Sono arrivato alla fine della stagione, quando la notizia della cancellazione della serie era già arrivata, e malgrado i troppi minuti disponibili, è un vero peccato, perché sul piccolo scherno non esiste niente di simile ad “Happy!”, che nel finale della seconda stagione, mette ulteriormente il turbo e non guarda più in faccia nessuno. Giocandosi alcune idee assurde ma brillanti (il monologo di Dio, amico immaginario dell’umanità per me, resta un colpo di genio, in cui intravedo lo zampino di Grant Morrison, anche produttore esecutivo della serie) tra cui un finale ambientato ad Halloween, con tanto di gustosa citazione al film di John Carpenter, giusto per farmi rimpiangere ancora di più la cancellazione della serie.

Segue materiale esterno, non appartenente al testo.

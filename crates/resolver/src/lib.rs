//! Cache-aside flag resolution.
//!
//! `resolve(country)` first consults the on-disk store; on a miss it runs
//! the two-stage Commons fetch (metadata, then thumbnail bytes), writes the
//! result back, and returns the image with its attribution filename.

mod countries;
mod error;
mod wikimedia;

use std::collections::HashMap;
use std::fmt;
use std::sync::{Arc, Mutex};

use flagfinder_store::FlagStore;

pub use crate::countries::{is_known, COUNTRIES};
pub use crate::error::ResolveError;
pub use crate::wikimedia::{
    commons_file_page, commons_filename, ClientConfig, CommonsClient, FlagDescriptor,
    COMMONS_API_URL, DEFAULT_THUMB_WIDTH, DEFAULT_TIMEOUT, USER_AGENT,
};

pub type Result<T> = std::result::Result<T, ResolveError>;

/// A resolved flag: the PNG bytes and the Commons filename to credit.
#[derive(Clone, PartialEq, Eq)]
pub struct FlagData {
    pub image: Vec<u8>,
    pub attribution: String,
}

impl fmt::Debug for FlagData {
    fn fmt(&self, f: &mut fmt::Formatter<'_>) -> fmt::Result {
        f.debug_struct("FlagData")
            .field("image", &format_args!("{} bytes", self.image.len()))
            .field("attribution", &self.attribution)
            .finish()
    }
}

pub struct FlagResolver {
    store: FlagStore,
    client: CommonsClient,
    in_flight: Mutex<HashMap<String, Arc<tokio::sync::Mutex<()>>>>,
}

impl FlagResolver {
    pub fn new(store: FlagStore, client: CommonsClient) -> Self {
        Self {
            store,
            client,
            in_flight: Mutex::new(HashMap::new()),
        }
    }

    /// Resolve a country to its flag.
    ///
    /// Cache hit: returns the stored bytes with the attribution derived
    /// from the country name; no network traffic. Miss, corruption, or
    /// expiry: runs the two-stage fetch and repopulates the cache. Stage 2
    /// only starts after stage 1 succeeds, and the cache write only after
    /// stage 2; a failed stage leaves the store untouched.
    ///
    /// Concurrent calls for the same country serialize on a per-key guard,
    /// so at most one fetch per key is in flight and the waiters are served
    /// from the cache it fills. Calls for different countries do not block
    /// each other.
    pub async fn resolve(&self, country: &str) -> Result<FlagData> {
        let guard = self.key_lock(country);
        let _held = guard.lock().await;

        if let Some((image, _)) = self.store.get(country).await {
            tracing::debug!(country, "serving flag from cache");
            return Ok(FlagData {
                image,
                attribution: commons_filename(country),
            });
        }

        tracing::info!(country, "flag not cached, fetching from commons");
        let descriptor = self.client.fetch_flag_descriptor(country).await?;
        let image = self.client.fetch_image(&descriptor.thumbnail_url).await?;

        let flag = FlagData {
            image,
            attribution: descriptor.filename,
        };
        if let Err(e) = self.store.put(country, &flag.image).await {
            return Err(ResolveError::StorageFailure { flag, source: e });
        }
        Ok(flag)
    }

    fn key_lock(&self, country: &str) -> Arc<tokio::sync::Mutex<()>> {
        let mut keys = self.in_flight.lock().expect("in-flight key map poisoned");
        keys.entry(country.to_string()).or_default().clone()
    }
}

Quando mi mancherà quel cosetto blu svolazzante!
Insomma il Nick Sax di Christopher Meloni e l’adorabile Happy, con le loro dinamiche un po' alla Eddie Valiant e Roger Rabbit mi mancheranno, il finale purtroppo ci lascia il retrogusto amaro di una storia che poteva continuare, con scenari anche interessanti, e il rimpianto che con più coraggio, il cinema ha perso un film di culto, con il potenziale di un altro paio di seguiti sullo stesso livello. In un mondo dove al cinema esistono cose come Deadpool, è un peccato che “Happy!” sia solo una serie terminata prima del tempo.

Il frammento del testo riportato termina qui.